This Vegan Thai Quinoa Salad is the perfect plant-based meal or side dish. Ready in just 30 minutes. Filled with tons of crunch and texture and tossed together with a delicious homemade Sesame Dressing. Best part is that it tastes even better the next day, so it’s the perfect vegan meal prep. With ingredients such as: Bell pepper, red cabbage, carrots, edamame, and cashews, how could it not be delicious?!
What’s in this Vegan Quinoa Salad:
Shredded Red Cabbage
Sliced Bell Pepper
Sliced Green Onions
Homemade Sesame Dressing
This Quinoa Salad is so fresh, colorful, and filling! I love how easy it is to customize. Don’t like a certain ingredient… leave it out! Super fan of another ingredient… Add more! I find this salad super filling. Lots of protein rom the quinoa, edamame, and cashews. And volume and fiber from all the veggies. But, you can certainly add a protein.
What can I serve this with?
I have a Thai Kale Salad on the blog and the Roasted Shrimp its paired with would be AWESOME on the side of this Quinoa Salad. You can find the recipe here.
Baked Tofu to keep it vegan. Gimme Some Oven has a great recipe!
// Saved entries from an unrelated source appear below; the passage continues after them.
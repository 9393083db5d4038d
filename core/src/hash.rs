use serde::{Deserialize, Serialize};
use sha2::{Digest, Sha256};

use crate::error::GameResult;
use crate::types::{FrameInput, GameConfig};

/// Recorded input for a headless run: one `FrameInput` per frame, plus an
/// optional config override.
#[derive(Clone, Debug, Default, PartialEq, Serialize, Deserialize)]
pub struct Transcript {
    #[serde(default)]
    pub config: Option<GameConfig>,
    pub frames: Vec<FrameInput>,
}

impl Transcript {
    pub fn from_json(json: &str) -> GameResult<Transcript> {
        Ok(serde_json::from_str(json)?)
    }
}

/// SHA-256 over the frame inputs. Per frame: key bits (u32 LE), click flag
/// and coordinates (u8, i32 LE, i32 LE; zero when absent), quit flag (u8).
pub fn hash_transcript(frames: &[FrameInput]) -> [u8; 32] {
    let mut hasher = Sha256::new();
    for input in frames {
        hasher.update(input.keys.bits().to_le_bytes());
        let (flag, x, y) = match input.click {
            Some(p) => (1u8, p.x, p.y),
            None => (0u8, 0, 0),
        };
        hasher.update([flag]);
        hasher.update(x.to_le_bytes());
        hasher.update(y.to_le_bytes());
        hasher.update([input.quit as u8]);
    }
    hasher.finalize().into()
}

#[cfg(test)]
mod tests {
    use super::*;
    use crate::types::{Key, KeySet, NULL_INPUT};

    #[test]
    fn transcript_hash_deterministic() {
        let frames = vec![NULL_INPUT; 100];
        assert_eq!(hash_transcript(&frames), hash_transcript(&frames));
    }

    #[test]
    fn different_transcripts_different_hash() {
        let t1 = vec![NULL_INPUT; 100];
        let mut t2 = vec![NULL_INPUT; 100];
        t2[50].keys = KeySet::EMPTY.with(Key::Up);
        assert_ne!(hash_transcript(&t1), hash_transcript(&t2));
    }

    #[test]
    fn click_at_origin_differs_from_no_click() {
        let none = [NULL_INPUT];
        let origin = [FrameInput::click(0, 0)];
        assert_ne!(hash_transcript(&none), hash_transcript(&origin));
    }

    #[test]
    fn transcript_json_without_config() {
        let json = r#"{"frames":[{"click":{"x":500,"y":400}},{"keys":["right","up"]},{}]}"#;
        let t = Transcript::from_json(json).unwrap();
        assert!(t.config.is_none());
        assert_eq!(t.frames.len(), 3);
        assert_eq!(t.frames[0], FrameInput::click(500, 400));
        assert!(t.frames[1].keys.contains(Key::Up));
        assert_eq!(t.frames[2], NULL_INPUT);
    }

    #[test]
    fn malformed_transcript_is_an_error() {
        assert!(Transcript::from_json(r#"{"frames": 3}"#).is_err());
    }
}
Lately I’ve been loving the non-lettuce based salads. I find tossing grains such as quinoa, farro, barley etc. with lots of veggie goodness fills me up so much! But, you still can feel good about fueling your body with healthy, clean ingredients. Tell me, what’s one of your favorite non-lettuce based salads? And if you do make this recipe, let me know how it goes! Print
Ready in 30 minutes, this Vegan Thai Quinoa Salad is fresh, colorful, and filling. Packed with protein and perfect for meal prep. Tossed in an easy homemade sesame dressing. Serve as is or add a protein and serve as a side dish. Recipe at KathleensCravings.com
1 cup dry quinoa
1 red bell pepper (thinly sliced, then the slices cut into thirds)
1 cup shredded carrots
2 cups shredded red cabbage
1 cup cooked edamame (I buy the bag of frozen edamame and cook according to package directions)
1/2 cup thinly sliced green onions (about 3 green onions)
1/2 cup fresh cilantro (chopped)
1/2 cup cashews (roughly chopped)
salt to taste
1/4 cup olive oil
1/4 teaspoon garlic powder
2 tablespoons soy sauce (I used low sodium)
1 tablespoon water
1 tablespoon rice wine vinegar
1 tablespoon honey
2 teaspoons chili garlic sauce
2 teaspoons sesame oil
1/4 teaspoon ground ginger
1/2 lime (juiced)
Cook the quinoa according to package directions.
Chop up the ingredients as listed.
To make the dressing: Add all ingredients to a food process, blender, or using a whisk in a medium bowl. Combine ingredients.
Toss all ingredients in a large bowl with the dressing. Taste, and add salt if needed (I used about a pinch).
Serve immediately or store in the refrigerator. Leftovers can be kept in the fridge for up to 5 days.